Strategist Ryoji Musha says the Japanese economy can thrive despite demographics and global shocks, urging optimism and policy change over fatalistic pessimism.
Nikkei

A display board shows the Nikkei Stock Average closing at a record high. Chuo Ward, Tokyo, August 15.

For decades, the Japanese economy has been weighed down by what economists call the "lost 30 years," a period of sluggish growth, demographic decline, and political hesitation. 

Yet veteran strategist Ryoji Musha remains strikingly optimistic. In a wide-ranging JAPAN Forward interview at his Tokyo office, he spoke about the shifting balance of global power. He also discussed why Japan can thrive despite a shrinking population, and how policy choices, not destiny, have held the country back.

Global Shocks, Unexpected Shifts

Musha began by reflecting on how much has changed since he wrote Cheap Nippon Will Bring Japan Back in a Big Way (WAC BUNKO 360, 2022), in which he argues that Japan's "cheap" economy can be a foundation for revival. "At that time," he recalled, "I never imagined China would become so dominant, or that Russia would invade Ukraine. Both were outside the forecast."

Far from being weakened by United States tariffs and sanctions, China's trade surplus has expanded dramatically. In 2018, when President Donald Trump launched his trade war, China's surplus stood at roughly $350 billion. By 2023, it had nearly tripled to $990 billion. Meanwhile, America's external deficit ballooned.

"The US tried to pressure China," Musha said, "but the opposite happened. America's deficit grew while China's surplus grew even larger. US policy failed to achieve its intended effect."

That imbalance is only one measure of Beijing's ascendance. "No one imagined China would command 50% of global steel production, 70% of shipbuilding, 80% of solar and wind, and around two-thirds of the electric vehicle market," he explained. "Its presence in the global economy is like a Frankenstein monster, much bigger and more powerful than anyone foresaw."

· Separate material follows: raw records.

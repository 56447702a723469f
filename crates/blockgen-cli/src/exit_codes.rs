//! Process exit codes. Part of the CLI contract; scripts branch on them.

pub const SUCCESS: i32 = 0;
pub const GENERATION_FAILED: i32 = 1; // Sink (writer) rejected a block
pub const CONFIG_ERROR: i32 = 2; // Bad profile, unknown builtin, bad flags
pub const CANCELLED: i32 = 130; // Interrupted between blocks
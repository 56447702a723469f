use crate::exit_codes::SUCCESS;
use anyhow::Result;
use blockgen_core::builtin;
use blockgen_core::Strategy;

pub fn run() -> Result<i32> {
    println!(
        "{:<26} {:<10} {:<8} {:<10} DESCRIPTION",
        "NAME", "HORIZON", "BLOCKS", "ROLLOUT"
    );
    for p in builtin::all() {
        let rollout = match p.plan.strategy {
            Strategy::Continuous => "-".to_string(),
            Strategy::RealisticK8s { rollout_interval } => {
                humantime::format_duration(rollout_interval).to_string()
            }
        };
        println!(
            "{:<26} {:<10} {:<8} {:<10} {}",
            p.name,
            humantime::format_duration(p.plan.horizon()).to_string(),
            p.plan.ranges.len(),
            rollout,
            p.description
        );
    }
    Ok(SUCCESS)
}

For Musha, these realities signal a new world. "Global order is no longer maintained by consensus rules like the World Trade Organization. It requires raw power. That's why Trump's rise was not an accident but part of history's momentum."

Can Japan Outlast China?

In Cheap Nippon, Musha argued that even if China collapsed, Japan's economy would not suffer gravely, since production could shift to other Asian nations. Has his view changed?

"Three years ago, I thought a Chinese collapse was a near-term risk," he admitted. "Now I believe it's unlikely. China's system has become too resilient. Its sheer dominance, he explained, makes it hard to topple. As he put it, "It's over-presence in global manufacturing means it cannot be brought down easily. Still, I think China will face difficulties in the long run."

Ryoji Musha at his Tokyo office (©JAPAN Forward)

For Japan, however, those difficulties may be an opportunity. "Japan and China are competitors more than partners," he explained. "If China's presence falls, Japan benefits. Chinese factories often replace Japanese producers in global markets. If they weaken, Japan regains share."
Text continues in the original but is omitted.